## RECORDS SUPPLIED
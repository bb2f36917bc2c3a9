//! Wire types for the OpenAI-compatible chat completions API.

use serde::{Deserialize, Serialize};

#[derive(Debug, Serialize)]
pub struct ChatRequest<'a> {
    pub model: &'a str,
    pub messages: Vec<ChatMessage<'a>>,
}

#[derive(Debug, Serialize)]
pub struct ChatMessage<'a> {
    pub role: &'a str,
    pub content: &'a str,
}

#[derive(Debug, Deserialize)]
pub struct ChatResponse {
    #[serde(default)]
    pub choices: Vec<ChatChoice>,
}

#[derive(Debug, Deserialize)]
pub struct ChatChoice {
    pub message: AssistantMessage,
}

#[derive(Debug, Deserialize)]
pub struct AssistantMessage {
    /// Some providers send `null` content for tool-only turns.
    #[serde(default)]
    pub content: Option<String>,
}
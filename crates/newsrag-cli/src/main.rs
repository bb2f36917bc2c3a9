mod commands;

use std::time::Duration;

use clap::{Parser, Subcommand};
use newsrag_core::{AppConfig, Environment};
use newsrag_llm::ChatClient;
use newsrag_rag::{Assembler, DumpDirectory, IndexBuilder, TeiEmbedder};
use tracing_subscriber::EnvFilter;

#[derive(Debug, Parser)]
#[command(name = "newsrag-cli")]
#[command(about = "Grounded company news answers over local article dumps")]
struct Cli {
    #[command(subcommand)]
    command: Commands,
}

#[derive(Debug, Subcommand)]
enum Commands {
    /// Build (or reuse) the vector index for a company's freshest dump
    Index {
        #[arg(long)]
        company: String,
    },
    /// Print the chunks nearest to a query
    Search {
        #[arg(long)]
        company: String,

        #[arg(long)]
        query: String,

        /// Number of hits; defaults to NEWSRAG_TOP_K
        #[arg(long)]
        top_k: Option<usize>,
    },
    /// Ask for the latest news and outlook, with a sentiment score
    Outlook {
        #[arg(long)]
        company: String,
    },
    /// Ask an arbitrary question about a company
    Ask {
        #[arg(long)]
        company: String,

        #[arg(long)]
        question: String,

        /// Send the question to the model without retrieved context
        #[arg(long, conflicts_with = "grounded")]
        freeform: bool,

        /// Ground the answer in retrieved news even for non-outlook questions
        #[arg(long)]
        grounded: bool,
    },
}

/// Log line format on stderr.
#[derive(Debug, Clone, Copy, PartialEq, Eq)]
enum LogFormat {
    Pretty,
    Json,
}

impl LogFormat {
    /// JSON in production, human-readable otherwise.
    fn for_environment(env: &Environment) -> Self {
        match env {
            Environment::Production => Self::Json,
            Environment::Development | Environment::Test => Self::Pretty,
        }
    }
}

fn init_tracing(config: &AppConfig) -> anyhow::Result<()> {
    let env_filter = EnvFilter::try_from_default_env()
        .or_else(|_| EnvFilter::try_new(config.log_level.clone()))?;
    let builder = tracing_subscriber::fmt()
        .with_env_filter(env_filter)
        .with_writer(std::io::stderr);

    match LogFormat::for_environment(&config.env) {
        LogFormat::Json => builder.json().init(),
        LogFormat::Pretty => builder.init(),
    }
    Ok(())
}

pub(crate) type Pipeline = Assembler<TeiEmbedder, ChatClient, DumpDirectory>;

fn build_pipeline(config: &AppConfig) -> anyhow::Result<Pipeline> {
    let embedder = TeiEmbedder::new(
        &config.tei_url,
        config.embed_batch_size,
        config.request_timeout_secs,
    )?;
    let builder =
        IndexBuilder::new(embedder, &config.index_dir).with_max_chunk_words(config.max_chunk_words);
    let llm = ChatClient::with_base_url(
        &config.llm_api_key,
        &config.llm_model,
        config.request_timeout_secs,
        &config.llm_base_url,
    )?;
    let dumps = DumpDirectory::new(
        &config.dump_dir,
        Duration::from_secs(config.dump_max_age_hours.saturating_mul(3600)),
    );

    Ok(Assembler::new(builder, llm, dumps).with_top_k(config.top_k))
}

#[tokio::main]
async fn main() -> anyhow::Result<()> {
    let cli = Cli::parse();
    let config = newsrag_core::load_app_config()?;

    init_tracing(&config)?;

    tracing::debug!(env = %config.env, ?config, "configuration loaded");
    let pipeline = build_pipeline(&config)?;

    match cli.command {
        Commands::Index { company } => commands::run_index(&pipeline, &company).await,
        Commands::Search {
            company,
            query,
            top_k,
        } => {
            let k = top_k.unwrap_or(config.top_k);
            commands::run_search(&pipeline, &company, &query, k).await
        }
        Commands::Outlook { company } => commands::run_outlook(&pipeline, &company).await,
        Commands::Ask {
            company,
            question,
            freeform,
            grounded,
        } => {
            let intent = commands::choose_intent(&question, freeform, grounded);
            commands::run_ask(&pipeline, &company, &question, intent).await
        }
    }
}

...

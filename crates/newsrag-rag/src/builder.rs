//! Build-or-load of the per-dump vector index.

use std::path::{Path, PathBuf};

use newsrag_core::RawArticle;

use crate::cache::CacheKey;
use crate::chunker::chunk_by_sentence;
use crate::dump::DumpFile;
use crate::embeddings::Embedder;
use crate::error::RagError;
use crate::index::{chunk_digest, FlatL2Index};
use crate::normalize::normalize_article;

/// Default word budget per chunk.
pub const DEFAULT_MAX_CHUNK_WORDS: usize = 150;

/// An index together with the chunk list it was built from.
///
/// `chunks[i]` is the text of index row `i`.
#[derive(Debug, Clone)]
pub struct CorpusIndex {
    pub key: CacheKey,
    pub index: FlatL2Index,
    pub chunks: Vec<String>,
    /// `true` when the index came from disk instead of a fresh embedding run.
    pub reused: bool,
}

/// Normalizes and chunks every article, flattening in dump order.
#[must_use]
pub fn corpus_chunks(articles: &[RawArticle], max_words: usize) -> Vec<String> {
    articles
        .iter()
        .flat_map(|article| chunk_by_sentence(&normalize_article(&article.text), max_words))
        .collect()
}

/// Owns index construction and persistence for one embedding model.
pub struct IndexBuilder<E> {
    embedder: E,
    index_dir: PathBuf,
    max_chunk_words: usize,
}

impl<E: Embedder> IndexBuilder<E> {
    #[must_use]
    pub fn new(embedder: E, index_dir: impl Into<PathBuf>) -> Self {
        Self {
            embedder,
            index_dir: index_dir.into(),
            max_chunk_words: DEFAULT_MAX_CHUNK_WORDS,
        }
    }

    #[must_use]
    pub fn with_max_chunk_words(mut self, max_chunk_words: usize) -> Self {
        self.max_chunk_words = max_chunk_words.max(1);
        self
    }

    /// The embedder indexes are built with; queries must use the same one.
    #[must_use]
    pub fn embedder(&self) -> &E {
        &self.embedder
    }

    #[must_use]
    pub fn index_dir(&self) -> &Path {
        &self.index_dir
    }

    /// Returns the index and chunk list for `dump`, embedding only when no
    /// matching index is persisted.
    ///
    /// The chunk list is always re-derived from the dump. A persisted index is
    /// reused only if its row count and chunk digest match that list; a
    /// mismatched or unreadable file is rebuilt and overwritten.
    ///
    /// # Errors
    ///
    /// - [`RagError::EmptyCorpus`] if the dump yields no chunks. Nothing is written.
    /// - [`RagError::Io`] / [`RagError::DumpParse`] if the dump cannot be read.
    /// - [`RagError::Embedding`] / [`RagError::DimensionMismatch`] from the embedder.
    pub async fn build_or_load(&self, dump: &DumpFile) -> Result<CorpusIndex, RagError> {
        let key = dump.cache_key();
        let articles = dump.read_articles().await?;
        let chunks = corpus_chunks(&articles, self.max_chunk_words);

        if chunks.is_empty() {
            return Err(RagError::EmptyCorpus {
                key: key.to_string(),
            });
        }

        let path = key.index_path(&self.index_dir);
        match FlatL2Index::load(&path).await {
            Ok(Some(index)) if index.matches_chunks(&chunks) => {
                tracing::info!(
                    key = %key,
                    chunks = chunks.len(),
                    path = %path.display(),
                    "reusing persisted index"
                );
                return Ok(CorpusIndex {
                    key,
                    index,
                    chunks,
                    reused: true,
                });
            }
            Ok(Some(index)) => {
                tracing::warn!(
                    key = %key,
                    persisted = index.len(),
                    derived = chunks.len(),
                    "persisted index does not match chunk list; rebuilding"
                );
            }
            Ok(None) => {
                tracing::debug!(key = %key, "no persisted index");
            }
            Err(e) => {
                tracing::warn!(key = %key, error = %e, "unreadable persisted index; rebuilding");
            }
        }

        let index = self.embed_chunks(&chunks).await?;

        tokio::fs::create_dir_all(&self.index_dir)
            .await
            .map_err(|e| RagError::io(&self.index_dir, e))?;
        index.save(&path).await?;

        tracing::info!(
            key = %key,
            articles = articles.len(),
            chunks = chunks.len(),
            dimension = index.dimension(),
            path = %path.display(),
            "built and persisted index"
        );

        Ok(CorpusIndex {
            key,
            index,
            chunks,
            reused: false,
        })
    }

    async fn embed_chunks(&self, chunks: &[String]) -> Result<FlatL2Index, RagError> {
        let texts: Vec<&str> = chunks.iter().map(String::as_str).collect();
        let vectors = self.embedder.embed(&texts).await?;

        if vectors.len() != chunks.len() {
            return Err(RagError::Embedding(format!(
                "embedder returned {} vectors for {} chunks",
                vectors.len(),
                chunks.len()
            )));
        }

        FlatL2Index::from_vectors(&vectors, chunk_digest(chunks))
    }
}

## ASSIGNMENT
Search the entries for the word "impl" and copy every line that holds it.

## EXERCISE RESPONSE
impl LogFormat {
impl<E: Embedder> IndexBuilder<E> {
    pub fn new(embedder: E, index_dir: impl Into<PathBuf>) -> Self {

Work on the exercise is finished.